Advisors' Increasing Relevance

"Financial advisors will be more relevant in five years," Bill Crager, president of Envestnet, predicted during a keynote session.

"At the end of that day, five years from now, advisors will be in a better position to serve clients than ever before, will have more assets and will be serving more clients," Crager said.

Fewer Advisors, More Assets

Envestnet President Bill Crager told attendees that in the near future, the industry will see fewer advisors and a growing base of assets. "The population may be shrinking, but assets will go up," Crager said.

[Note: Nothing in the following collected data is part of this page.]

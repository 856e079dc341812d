use std::{
    fs, io,
    path::{Path, PathBuf},
};

use super::{Store, StoreError, check_quota};

const EXTENSION: &str = "json";

/// A [`Store`] that keeps each key in its own file under a directory.
///
/// Keys may contain ASCII letters, digits, `-`, `_` and `.`, and must not
/// start with a dot. Usage is counted as the total size of the stored files.
#[derive(Debug, Clone, PartialEq, Eq)]
pub struct FileStore {
    dir: PathBuf,
    quota: Option<usize>,
}

impl FileStore {
    /// Opens a store rooted at `dir`, creating the directory if needed.
    ///
    /// # Errors
    ///
    /// Returns [`StoreError::Io`] if the directory cannot be created.
    pub fn open(dir: impl Into<PathBuf>) -> Result<Self, StoreError> {
        let dir = dir.into();
        fs::create_dir_all(&dir).map_err(|source| StoreError::Io {
            key: dir.display().to_string(),
            source,
        })?;
        Ok(Self { dir, quota: None })
    }

    /// Returns a copy limited to `quota` bytes.
    #[must_use]
    pub fn with_quota(self, quota: usize) -> Self {
        Self {
            quota: Some(quota),
            ..self
        }
    }

    /// Returns the root directory.
    #[must_use]
    pub fn dir(&self) -> &Path {
        &self.dir
    }

    fn path(&self, key: &str) -> Result<PathBuf, StoreError> {
        let valid = !key.is_empty()
            && !key.starts_with('.')
            && key
                .chars()
                .all(|c| c.is_ascii_alphanumeric() || matches!(c, '-' | '_' | '.'));
        if !valid {
            return Err(StoreError::InvalidKey(key.to_string()));
        }
        Ok(self.dir.join(format!("{key}.{EXTENSION}")))
    }

    fn entries(&self) -> Result<Vec<(String, u64)>, StoreError> {
        let io_err = |source| StoreError::Io {
            key: self.dir.display().to_string(),
            source,
        };

        let mut entries = Vec::new();
        for entry in fs::read_dir(&self.dir).map_err(io_err)? {
            let entry = entry.map_err(io_err)?;
            let path = entry.path();
            if path.extension().and_then(|e| e.to_str()) != Some(EXTENSION) {
                continue;
            }
            if let Some(stem) = path.file_stem().and_then(|s| s.to_str()) {
                let size = entry.metadata().map_err(io_err)?.len();
                entries.push((stem.to_string(), size));
            }
        }
        entries.sort();
        Ok(entries)
    }

    fn usage_excluding(&self, key: &str) -> Result<usize, StoreError> {
        let used: u64 = self
            .entries()?
            .into_iter()
            .filter(|(k, _)| k != key)
            .map(|(_, size)| size)
            .sum();
        Ok(usize::try_from(used).unwrap_or(usize::MAX))
    }
}

impl Store for FileStore {
    fn get(&self, key: &str) -> Result<Option<String>, StoreError> {
        match fs::read_to_string(self.path(key)?) {
            Ok(value) => Ok(Some(value)),
            Err(e) if e.kind() == io::ErrorKind::NotFound => Ok(None),
            Err(source) => Err(StoreError::Io {
                key: key.to_string(),
                source,
            }),
        }
    }

    fn put(&mut self, key: &str, value: String) -> Result<(), StoreError> {
        let path = self.path(key)?;
        if self.quota.is_some() {
            check_quota(self.quota, self.usage_excluding(key)?, value.len())?;
        }

        // Write beside the target, then rename, so readers never see a partial file.
        let tmp = path.with_extension("tmp");
        fs::write(&tmp, value)
            .and_then(|()| fs::rename(&tmp, &path))
            .map_err(|source| {
                if let Err(error) = fs::remove_file(&tmp) {
                    if error.kind() != io::ErrorKind::NotFound {
                        tracing::warn!(path = %tmp.display(), %error, "failed to remove temporary file");
                    }
                }
                StoreError::Io {
                    key: key.to_string(),
                    source,
                }
            })
    }

    fn delete(&mut self, key: &str) -> Result<(), StoreError> {
        match fs::remove_file(self.path(key)?) {
            Ok(()) => Ok(()),
            Err(e) if e.kind() == io::ErrorKind::NotFound => Ok(()),
            Err(source) => Err(StoreError::Io {
                key: key.to_string(),
                source,
            }),
        }
    }

    fn keys(&self) -> Result<Vec<String>, StoreError> {
        Ok(self.entries()?.into_iter().map(|(k, _)| k).collect())
    }
}

#[cfg(test)]
mod tests {
    use super::*;

    #[test]
    fn round_trips_values() {
        let dir = tempfile::tempdir().unwrap();
        let mut store = FileStore::open(dir.path()).unwrap();

        assert_eq!(store.get("wardrobe").unwrap(), None);
        store.put("wardrobe", "[]".into()).unwrap();
        store.put("fabrics", "[1]".into()).unwrap();

        assert_eq!(store.get("wardrobe").unwrap().as_deref(), Some("[]"));
        assert_eq!(store.keys().unwrap(), ["fabrics", "wardrobe"]);

        store.delete("wardrobe").unwrap();
        store.delete("wardrobe").unwrap();
        assert_eq!(store.keys().unwrap(), ["fabrics"]);
    }

    #[test]
    fn persists_across_handles() {
        let dir = tempfile::tempdir().unwrap();
        FileStore::open(dir.path())
            .unwrap()
            .put("k", "v".into())
            .unwrap();

        let reopened = FileStore::open(dir.path()).unwrap();
        assert_eq!(reopened.get("k").unwrap().as_deref(), Some("v"));
    }

    #[test]
    fn rejects_path_like_keys() {
        let dir = tempfile::tempdir().unwrap();
        let mut store = FileStore::open(dir.path()).unwrap();

        for key in ["", "../escape", "a/b", ".hidden"] {
            assert!(matches!(
                store.put(key, "x".into()),
                Err(StoreError::InvalidKey(_))
            ));
        }
    }

    #[test]
    fn failed_write_leaves_no_temporary_file() {
        let dir = tempfile::tempdir().unwrap();
        let mut store = FileStore::open(dir.path()).unwrap();

        // A directory in the target's place makes the final rename fail.
        fs::create_dir(dir.path().join("k.json")).unwrap();

        let err = store.put("k", "v".into()).unwrap_err();
        assert!(matches!(err, StoreError::Io { ref key, .. } if key == "k"), "{err:?}");
        assert!(!dir.path().join("k.tmp").exists());
    }

    #[test]
    fn enforces_quota_on_file_sizes() {
        let dir = tempfile::tempdir().unwrap();
        let mut store = FileStore::open(dir.path()).unwrap().with_quota(8);

        store.put("a", "12345".into()).unwrap();
        // Overwriting does not count the old file against the new one.
        store.put("a", "12345678".into()).unwrap();

        let err = store.put("b", "1".into()).unwrap_err();
        assert!(err.is_quota_exceeded());
        assert_eq!(store.get("b").unwrap(), None);
    }
}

He projected that in 2020, average advisor assets will be $145 million, up from $90 million today. At the same time, the number of advisors will shrink as older advisors exit the business. Crager also projected an advisor gap of 48,294 by 2020.

Role of Alts in Client Portfolios

In a session dedicated to the role of liquid alternatives in client portfolios, panelists agreed on a 10% to 20% allocation.

According to panelist Dorothy Collins Weaver, CEO of Collins Capital, 10% is the minimum advisors would want to allocate because "it doesn't quite move the needle," and thus isn't worth the additional time and resources required to do thorough due diligence on the investments.

Evaluating Alt Strategies

"Is there really an alignment of interests between you and those who are putting together the product?" Dorothy Collins Weaver, CEO of Collins Capital, urged advisors to ask this question as they evaluate alternative options for clients.

With a lot of noise and interest in the space, Weaver said, "You get pretenders, too."

She urged advisors to have a clear understanding of the strategy and when it won't do well. "Everyone is has a worst month," she said. The key is to know what causes it and how deep it is.
"With markets going up, it's hard to tell what is skill and what's being in the right place at the right time," she said.

Absolute Return

"You still want to grow your money, but you don't want to be exposed to that much equity risk," said Brendan Murray, a senior investment director in the Global Asset Allocation Group at Putnam Investments, during a presentation on the firm's absolute return fund offerings.

Of the portfolios that target risk and return rates of 1%, 3%, 5% and 7% above cash over about three years, he said these "volatility-dampening, efficiency-enhancing" type of products can help "smooth the ride" for retirees.

Read more: Retirement Income Piece

Managing Income Volatility

"This is the first time that you can measure and build portfolios exclusively based on income and managing income volatility," said Ross Znavor, a director for BlackRock, during a presentation on the firm's new CoRI indices and funds.

While other strategies attempt to manage asset volatility, Znavor said, this one provides a structure to measure and manage portfolios based on volatility and income. Unlike a bond ladder, which staggers the bonds' maturity dates, these funds apply the principles of an institutional approach known as liability driven investing, Znavor said. In this case, a bond portfolio is built to produce yields that match the future cash flows the investor will need.

Read more: Retirement Income Piece

Routine SEC Exam Cycle

"The SEC likes to say they examine advisors every seven years, but you do the math…and it's not every seven years," Brian Hamburger, founder and managing director of advisor compliance consultancy MarketCounsel, told advisors during a session on compliance trends.

According to Hamburger, advisors "get hit" with a routine SEC exam closer to every 10 to 12 years.

Financial Planning Isn't Investment Management

"As long as Barron's equates financial planning with investment management, advisors won't be able to get next-generation clients into the chair," one attendee said.

And if advisors can't get in front of these wary new clients, they won't be able to explain the difference and the value of planning, he said.

Read more: Robots Out, Advisors In

Succession Plan or 'Mad Dash'

Advisors should seriously consider their succession and business continuity plans, Brian Hamburger, founder and managing director of advisor compliance consultancy MarketCounsel, told attendees.

Given the relationship-driven nature of the business and the highly regulated nature of the industry, he said, it is critical to have a plan in place for the business and clients. "In the event of a loss of key personnel without directives in place, we are left scrambling," he said. "It's a mad dash."